Pink Hearts & Bear Claws

pink heartIt’s hard being a kid, especially in middle school where up is down and right is wrong and social rules are ever-changing. I truly feel for my middle schoolers – I do; I wouldn’t want to go back.

For Davis*, that’s also the case, except he still has to muster his way through the next two and a half years of strife and confusion. His struggle is three-fold: (1) social cues alone are hard but couple that learning curve with autism and it becomes even harder; (2) transitioning from elementary school to middle is one of life’s BIG changes and comes with the need for greater emotional maturity, which not all of our students are ready for; and (3) Bear Claws – oh those coveted Bear Claws, a symbol that you are Top Dog with the most Class Dojo points and a chance to win free dress and front of the line lunch passes.

It is EVERYTHING in the social jungle that is middle school. Unfortunately, today, Davis did not earn a Bear Claw.

His day started out just fine, earning points for completing morning work, station rotations and fulfilling his classroom job. But something went awry after break and the points slowly kept slipping out of sight. He was neck and neck with Angel* when all of a sudden, Angel got double points for doing EXTRA WORK and SHOWING INDEPENDENCE. Poor Davis just couldn’t bounce back.

It was all too much.

And he just snapped.

“TEEEEAACCCHHHHEEERRR!!!”, Davis wailed in his Level 4 voice. “I NEED A POINT!!!!!! YOU HAVE TO GIVE ME A POINT!”

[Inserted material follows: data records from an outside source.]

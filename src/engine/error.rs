//! Run-level error taxonomy
//!
//! Only conditions fatal to a run appear here. Memory-provider failures
//! degrade to empty context inside collation, and per-call tool failures
//! become error-content tool results inside dispatch; neither crosses the
//! run boundary.

use crate::llm::ModelError;
use thiserror::Error;

#[derive(Debug, Error)]
pub enum EngineError {
    /// The model capability failed; fatal, no internal retry
    #[error("model generation failed: {0}")]
    Generation(#[from] ModelError),

    /// The generate/dispatch cycle hit the hard pass limit
    #[error("generate loop exceeded {limit} passes")]
    LoopBoundExceeded { limit: u32 },

    /// The run's deadline or cancellation signal fired mid-cycle
    #[error("run cancelled before completion")]
    Cancelled,
}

Of course, a Level 4 voice would never warrant a point; that would incite anarchy. Instead, he was issued a Warning, shortly followed by a Needs Work aka negative point.

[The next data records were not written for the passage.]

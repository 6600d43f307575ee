//! Response generation
//!
//! Builds the mode-specific system instruction, hands the full transcript
//! and tool specifications to the model capability, and returns the single
//! generated message. A model failure is fatal to the run; retry policy,
//! if any, belongs to whatever wraps the run.

use super::prompt::build_system_instruction;
use super::state::{CollatedContext, Mode};
use crate::llm::{Message, ModelClient, ModelError, ModelRequest, ToolSpec};
use std::sync::Arc;

pub struct ResponseGenerator {
    model: Arc<dyn ModelClient>,
}

impl ResponseGenerator {
    pub fn new(model: Arc<dyn ModelClient>) -> Self {
        Self { model }
    }

    pub async fn generate(
        &self,
        mode: Mode,
        context: &CollatedContext,
        messages: &[Message],
        tools: &[ToolSpec],
    ) -> Result<Message, ModelError> {
        let request = ModelRequest {
            system: build_system_instruction(mode, context),
            messages: messages.to_vec(),
            tools: tools.to_vec(),
        };

        let reply = self.model.invoke(&request).await?;
        tracing::debug!(
            tool_calls = reply.tool_calls.len(),
            "generated message received"
        );
        Ok(reply.into_message())
    }
}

Davis was down. But not out. Not yet.

With the help of my Amazing Aide, Davis sat on the stoop near the door and explained his side of the story. He argued his points like a well-seasoned attorney, citing all the evidence of the inherent unfairness of the point system in general and why he deserved a Bear Claw for his efforts today.

Five, ten, fifteen minutes passed and Davis was finally ready to rejoin the class. He took a few final Lazy 8 Breaths and strolled back to his seat. Before he resumed his rightful place at the corner desk, closest to the board so his wandering thoughts could be redirected to the lesson at hand, Davis, a kid whose struggle was real, took it upon himself to teach this teacher a lesson she’ll never forget.

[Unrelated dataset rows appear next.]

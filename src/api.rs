//! HTTP API for the tutor service

mod handlers;
mod types;

pub use handlers::create_router;
#[allow(unused_imports)] // Public API re-exports
pub use types::*;

use crate::db::Database;
use crate::llm::ModelClient;
use crate::memory::MemoryProvider;
use crate::tools::SearchConfig;
use std::sync::Arc;
use std::time::Duration;

/// Application state shared across handlers
#[derive(Clone)]
pub struct AppState {
    pub db: Database,
    pub memory: Arc<dyn MemoryProvider>,
    pub model: Arc<dyn ModelClient>,
    pub search: Option<SearchConfig>,
    pub run_timeout: Duration,
}

impl AppState {
    pub fn new(
        db: Database,
        memory: Arc<dyn MemoryProvider>,
        model: Arc<dyn ModelClient>,
        search: Option<SearchConfig>,
        run_timeout: Duration,
    ) -> Self {
        Self {
            db,
            memory,
            model,
            search,
            run_timeout,
        }
    }
}
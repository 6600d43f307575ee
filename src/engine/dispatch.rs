//! Tool dispatch
//!
//! Fans out every tool call from one generated message concurrently and
//! joins on all of them before returning. This is the only point of
//! intra-run parallelism. No call is abandoned: unknown names and failed
//! executions come back as error-content results correlated by call id.

use crate::llm::{Message, ToolCallRequest};
use crate::tools::ToolRegistry;
use futures::stream::{self, StreamExt};
use std::sync::Arc;

/// Concurrent tool executions per dispatch batch
pub const DEFAULT_TOOL_CONCURRENCY: usize = 8;

pub struct ToolDispatcher {
    registry: Arc<ToolRegistry>,
    concurrency: usize,
}

impl ToolDispatcher {
    pub fn new(registry: Arc<ToolRegistry>) -> Self {
        Self::with_concurrency(registry, DEFAULT_TOOL_CONCURRENCY)
    }

    pub fn with_concurrency(registry: Arc<ToolRegistry>, concurrency: usize) -> Self {
        Self {
            registry,
            concurrency: concurrency.max(1),
        }
    }

    /// Execute all calls and wait for every result (a join, not a race).
    /// Results arrive in completion order; correlation is by call id.
    pub async fn dispatch(&self, calls: &[ToolCallRequest]) -> Vec<Message> {
        stream::iter(calls.iter().cloned().map(|call| self.run_one(call)))
            .buffer_unordered(self.concurrency)
            .collect()
            .await
    }

    async fn run_one(&self, call: ToolCallRequest) -> Message {
        match self.registry.execute(&call.name, call.arguments.clone()).await {
            Some(output) if output.success => Message::tool_result(&call.id, output.output),
            Some(output) => {
                tracing::warn!(tool = %call.name, call_id = %call.id, "tool reported failure");
                Message::tool_result(&call.id, format!("ERROR: {}", output.output))
            }
            None => {
                tracing::warn!(tool = %call.name, call_id = %call.id, "unknown tool requested");
                Message::tool_result(&call.id, format!("ERROR: unknown tool '{}'", call.name))
            }
        }
    }
}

Right there, in the midst of our planner and Remind.com end-of-day routine, Davis, with tear-stained eyes and a sniffily nose silently stood in my bubble space and placed a pink heart sticker directly on my heart.

He gave me his heart, with all of his heart.

I stood there for a few seconds, shocked yet honored to be a part of this moment.

His simple act of kindness was a keen reminder that even though he did not earn the Bear Claw today, Davis’ heart would always be in the right place.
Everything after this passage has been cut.